Recognizing that risk for themselves, the Taliban “really are moving fast to deploy an authoritarian apparatus to try and snuff out all forms of resistance, civil or military, before they really take hold,” says Mr. Semple.

An obligation to improve lives

But the Taliban are finding that they control far fewer variables than they once did, when they could count on widespread anger about the foreign military presence, corruption in Kabul, and their Islamist message to fill their ranks.

Suleiman Roostami, a long-bearded and young-faced Taliban district commander in Wardak, is hopeful that his years of fighting were not in vain, and that Taliban chiefs “will give the rights to all people, including women.”

At the same time, he voices concern that the quest for power by some in the Taliban will overshadow their obligation to improve the lives of the Afghan people.

When the Monitor first met Mr. Roostami in early 2020, he noted the futility of continued war – a realization that stemmed from an attack by his unit on a police post. A dozen people died in that clash, but nothing changed. He expressed the hope then that both his young sons and daughters could all be educated.

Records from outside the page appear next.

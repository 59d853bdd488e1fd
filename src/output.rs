//! Per-shard corpus files.
//!
//! Each shard appends to its own JSONL file, so workers never contend on a
//! shared file; the corpus is the union of all shard files. A line is only
//! allowed to persist if its dedup key made it into the ledger, which
//! `reconcile` re-establishes after a crash.
use std::fs::{self, File, OpenOptions};
use std::io::{self, BufRead, BufReader, Seek, SeekFrom, Write};
use std::path::{Path, PathBuf};

use serde::{Deserialize, Serialize};
use url::Url;

use crate::ledger::{DedupKey, DedupLedger};

/// One accepted text record. Appended exactly once per dedup key, never
/// updated or deleted.
#[derive(Debug, Clone, Serialize, Deserialize)]
pub struct OutputRecord {
    pub url: String,
    pub host: String,
    pub text: String,
    pub digest: Option<String>,
    pub shard_id: String,
}

impl OutputRecord {
    pub fn new(url: &str, text: String, digest: Option<String>, shard_id: &str) -> Self {
        let host = Url::parse(url)
            .ok()
            .and_then(|u| u.host_str().map(str::to_string))
            .unwrap_or_default();
        Self {
            url: url.to_string(),
            host,
            text,
            digest,
            shard_id: shard_id.to_string(),
        }
    }

    pub fn dedup_key(&self) -> DedupKey {
        DedupKey::new(self.digest.as_deref(), &self.url)
    }
}

/// Append handle for one shard's output file, exclusively owned by the worker
/// executing that shard.
pub struct ShardOutput {
    file: File,
}

impl ShardOutput {
    /// Opens the shard file for appending, first dropping any orphan lines
    /// left by a previous attempt that was killed between its append and its
    /// ledger record.
    pub fn open(path: &Path, ledger: &DedupLedger) -> io::Result<Self> {
        reconcile(path, ledger)?;
        let file = OpenOptions::new().create(true).append(true).open(path)?;
        Ok(Self { file })
    }

    /// Appends one record and returns the file length before the append, so
    /// the caller can roll back if it loses the ledger claim.
    pub fn append(&mut self, record: &OutputRecord) -> io::Result<u64> {
        let offset = self.file.seek(SeekFrom::End(0))?;
        let mut line = serde_json::to_vec(record).map_err(io::Error::other)?;
        line.push(b'\n');
        self.file.write_all(&line)?;
        self.file.flush()?;
        Ok(offset)
    }

    /// Undoes an append that lost the race for its key.
    pub fn rollback(&mut self, offset: u64) -> io::Result<()> {
        self.file.set_len(offset)?;
        self.file.seek(SeekFrom::End(0))?;
        Ok(())
    }
}

/// Rewrites the shard file keeping only lines whose key is ledgered.
///
/// Runs before processing starts, so a retried shard converges to one line
/// per ledgered key no matter where the previous attempt died.
fn reconcile(path: &Path, ledger: &DedupLedger) -> io::Result<()> {
    if !path.try_exists()? {
        return Ok(());
    }
    let mut kept: Vec<String> = Vec::new();
    let mut dropped = 0usize;
    for line in BufReader::new(File::open(path)?).lines() {
        let line = line?;
        if line.trim().is_empty() {
            continue;
        }
        let ledgered = match serde_json::from_str::<OutputRecord>(&line) {
            Ok(record) => ledger.seen(&record.dedup_key())?,
            Err(_) => false,
        };
        if ledgered {
            kept.push(line);
        } else {
            dropped += 1;
        }
    }
    if dropped == 0 {
        return Ok(());
    }
    tracing::warn!(
        "Dropping {} orphan line(s) from {} during reconciliation",
        dropped,
        path.display()
    );
    let tmp = tmp_path(path);
    let mut out = File::create(&tmp)?;
    for line in &kept {
        out.write_all(line.as_bytes())?;
        out.write_all(b"\n")?;
    }
    out.flush()?;
    fs::rename(&tmp, path)?;
    Ok(())
}

fn tmp_path(path: &Path) -> PathBuf {
    let mut name = path.as_os_str().to_os_string();
    name.push(".reconcile");
    PathBuf::from(name)
}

But now he tells how his unit, among the first to enter Kabul, was forced to hand over vehicles, captured facilities, and heavy weapons to Taliban from Kandahar and the Haqqani network. They “despise” Wardakis, he says, and “are seeking to gain more power ... which may become a big problem in the future [and] very bad for the Taliban.”

Also important is “social justice” for fighters who have sacrificed for years, he says. Failure to provide that could mean most regional Afghan warlords “will be against the Taliban, and it will pave the way for a new conflict and war,” says Mr. Roostami.

Taliban leaders should also improve citizens’ quality of life, says Mr. Roostami. “If they don’t pay attention to this, I am sure all the nation will be against us.”

Hidayatullah Noorzai and a correspondent in Maydan Shar, Wardak province, contributed reporting for this article.